Resultados e discussão Temos como resultado parcial da pesquisa a análise de dois documentos da maternidade, intitulados “Violência sexual” e “Abortamento”. Assinam como autoras do protocolo de violência sexual, dez profissionais, todas mulheres, três psicólogas, três assistentes sociais, duas médicas e duas enfermeiras. No documento, não há menção a referências ao quadro normativo-legal. Os referenciais técnicos são documentos do Ministério da Saúde do Brasil, do Fórum Brasileiro de Segurança Pública e uma referência específica relacionada ao HIV. Há menção à realização de testes rápidos e exames laboratoriais, sem especificá-los de maneira objetiva. O documento traz a possibilidade da interrupção legal da gestação, mas não o detalha e aborda as profilaxias a serem realizadas: contra gravidez indesejada, HIV, hepatite B, sífilis, tricomoníase, gonorreia, clamídia, cancro mole, e tétano. Há orientação para que sejam adotadas posturas livres de julgamento, reforçando que o acolhimento de sobreviventes de estupro é delicado e singular. Embora a autoria do documento reflita a multidisciplinariedade da equipe, que consta com as quatro áreas profissionais previstas e recomendadas pelo Ministério da Saúde para atendimento à sobreviventes de estupro, ele não consegue se destacar da visão tecnicista sobre a temática, tendo questões médicas preponderantes no documento. Já o protocolo “Abortamento” é assinado por três mulheres e um homem, todos médicos, e trata de todos as classificações de abortamento, incluindo o abortamento legal, que é colocado como um direito por risco materno, por gestação após estupro, por feto com malformação incompatível com a vida e por anencefalia fetal.
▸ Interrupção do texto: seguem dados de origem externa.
//! RPI topology audit tool.
//!
//! Loads a topology file, validates the static configuration and can run the
//! assembly phase as a dry run.
//!
//! # Architecture Overview
//!
//! ```text
//!   topology.toml ──▶ config (load + validate) ──▶ CLI overrides (-a/-p)
//!                                                         │
//!                          ┌──────────────────────────────┤
//!                          ▼                              ▼
//!                  thresholds / check            lifecycle::startup
//!                   (print & exit)          allocator → buffers → watchdog
//! ```

use std::path::PathBuf;
use std::process::ExitCode;

use clap::{Parser, Subcommand};
use serde::Serialize;

use rpi_topology::config::{load_config, validate_config, ConfigError, TopologyConfig, ValidationError};
use rpi_topology::config::validation::ping_table;
use rpi_topology::lifecycle::{assemble, CommLink};
use rpi_topology::observability::logging::init_logging;
use rpi_topology::topology::allocation::{AssemblyAllocator, BoundedAllocator};
use rpi_topology::topology::{ComponentId, EndpointConfig, MallocAllocator, MALLOCATOR};

#[derive(Parser)]
#[command(name = "rpi-topology")]
#[command(about = "Audit and dry-run the RPI deployment topology", long_about = None)]
struct Cli {
    /// Topology file (TOML). The built-in reference topology is used if omitted.
    #[arg(short, long)]
    config: Option<PathBuf>,

    /// Ground-link host, overrides the file.
    #[arg(short = 'a', long)]
    address: Option<String>,

    /// Ground-link port, overrides the file.
    #[arg(short, long)]
    port: Option<u32>,

    /// Log level, overrides the file.
    #[arg(long)]
    log_level: Option<String>,

    #[command(subcommand)]
    command: Commands,
}

#[derive(Subcommand)]
enum Commands {
    /// Validate the topology file and report every problem
    Check,
    /// Print the effective ping thresholds
    Thresholds {
        #[arg(long)]
        json: bool,
    },
    /// Run the assembly phase and tear it down again
    Assemble {
        #[arg(long)]
        json: bool,
    },
}

#[derive(Serialize)]
struct ThresholdRow {
    component: ComponentId,
    warn: u32,
    fatal: u32,
}

fn main() -> Result<ExitCode, Box<dyn std::error::Error>> {
    let cli = Cli::parse();

    let mut config = match &cli.config {
        Some(path) => match load_config(path) {
            Ok(config) => config,
            Err(ConfigError::Validation(errors)) => {
                report_problems(&path.display().to_string(), &errors);
                return Ok(ExitCode::FAILURE);
            }
            Err(e) => return Err(e.into()),
        },
        None => TopologyConfig::default(),
    };

    apply_overrides(&cli, &mut config);
    if let Err(errors) = validate_config(&config) {
        report_problems("command line", &errors);
        return Ok(ExitCode::FAILURE);
    }
    init_logging(&config.observability)?;

    tracing::info!(
        config = ?cli.config,
        host = %config.endpoint.host_name,
        port = config.endpoint.port_number,
        "rpi-topology v0.1.0 starting"
    );

    match cli.command {
        Commands::Check => {
            if let Err(e) = CommLink::from_endpoint(&config.endpoint) {
                eprintln!("{}", e);
                return Ok(ExitCode::FAILURE);
            }
            println!("ok: {} supervised components", config.ping.len());
        }
        Commands::Thresholds { json } => {
            let table = ping_table(&config).map_err(|errors| format!("{} threshold error(s)", errors.len()))?;
            let rows: Vec<_> = table
                .iter()
                .map(|(component, entry)| ThresholdRow {
                    component,
                    warn: entry.warn,
                    fatal: entry.fatal,
                })
                .collect();

            if json {
                println!("{}", serde_json::to_string_pretty(&rows)?);
            } else {
                println!("{:<20} {:>5} {:>5}", "COMPONENT", "WARN", "FATAL");
                for row in rows {
                    println!("{:<20} {:>5} {:>5}", row.component, row.warn, row.fatal);
                }
            }
        }
        Commands::Assemble { json } => {
            let bounded;
            let allocator: &dyn AssemblyAllocator = match config.assembly.memory_budget_bytes {
                Some(budget) => {
                    bounded = BoundedAllocator::new(MallocAllocator, budget);
                    &bounded
                }
                None => &MALLOCATOR,
            };

            let topology = match assemble(&config, allocator) {
                Ok(topology) => topology,
                Err(e) => {
                    tracing::error!(error = %e, "Assembly failed, refusing to start");
                    eprintln!("assembly failed: {}", e);
                    return Ok(ExitCode::FAILURE);
                }
            };

            let summary = topology.summary();
            if json {
                println!("{}", serde_json::to_string_pretty(&summary)?);
            } else {
                match &summary.comm {
                    Some(link) => println!("ground link:    {}:{}", link.host, link.port),
                    None => println!("ground link:    disabled"),
                }
                println!("allocated:      {} bytes in {} bins", summary.allocated_bytes, summary.buffer_bins);
                println!("supervised:     {} components", summary.supervised);
                println!("warn policy:    {}", summary.warn_policy);
            }
        }
    }

    tracing::info!("Done");
    Ok(ExitCode::SUCCESS)
}

fn report_problems(source: &str, errors: &[ValidationError]) {
    eprintln!("{}: {} problem(s)", source, errors.len());
    for error in errors {
        eprintln!("  - {}", error);
    }
}

/// Fold `-a`/`-p`/`--log-level` into the loaded configuration.
///
/// The result must pass `validate_config` again before it is used.
fn apply_overrides(cli: &Cli, config: &mut TopologyConfig) {
    if cli.address.is_some() || cli.port.is_some() {
        let host = cli
            .address
            .clone()
            .unwrap_or_else(|| config.endpoint.host_name.to_string());
        let port = cli.port.unwrap_or(config.endpoint.port_number);
        config.endpoint = EndpointConfig::new(host, port);
    }
    if let Some(level) = &cli.log_level {
        config.observability.log_level = level.clone();
    }
}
A orientação quanto às técnicas de interrupção inclui a farmacológica, com uso de misoprostol e cirúrgica (AMIU e curetagem). Não há fluxogramas assistenciais nos documentos, assim como não há menção sobre referência e contrarreferência para outros serviços, somente garantia de acompanhamento, por aproximadamente seis meses, pela própria equipe do hospital. Há um foco, em ambos os protocolos, na garantia da privacidade, sigilo e no atendimento multiprofissional, apesar do documento “Abortamento” só contar com autores médicos.
Conclusões/Considerações finais É interessante constatar que, apesar do crescimento recente do número de projetos de lei na esfera federal que buscam restringir o acesso ao aborto, o estado do Ceará se destaca dessa realidade a partir de iniciativas de estruturação da Rede Pontos de Luz e da expansão do número de serviços cadastrados para realizar aborto legal. Espera-se que esse estudo de caso aponte os avanços conquistados não só no serviço pesquisado, mas em toda a rede assistencial, identifique os obstáculos a serem ultrapassados, e sirva como referência para traçar estratégias de melhorias nos cuidados às situações de aborto legal.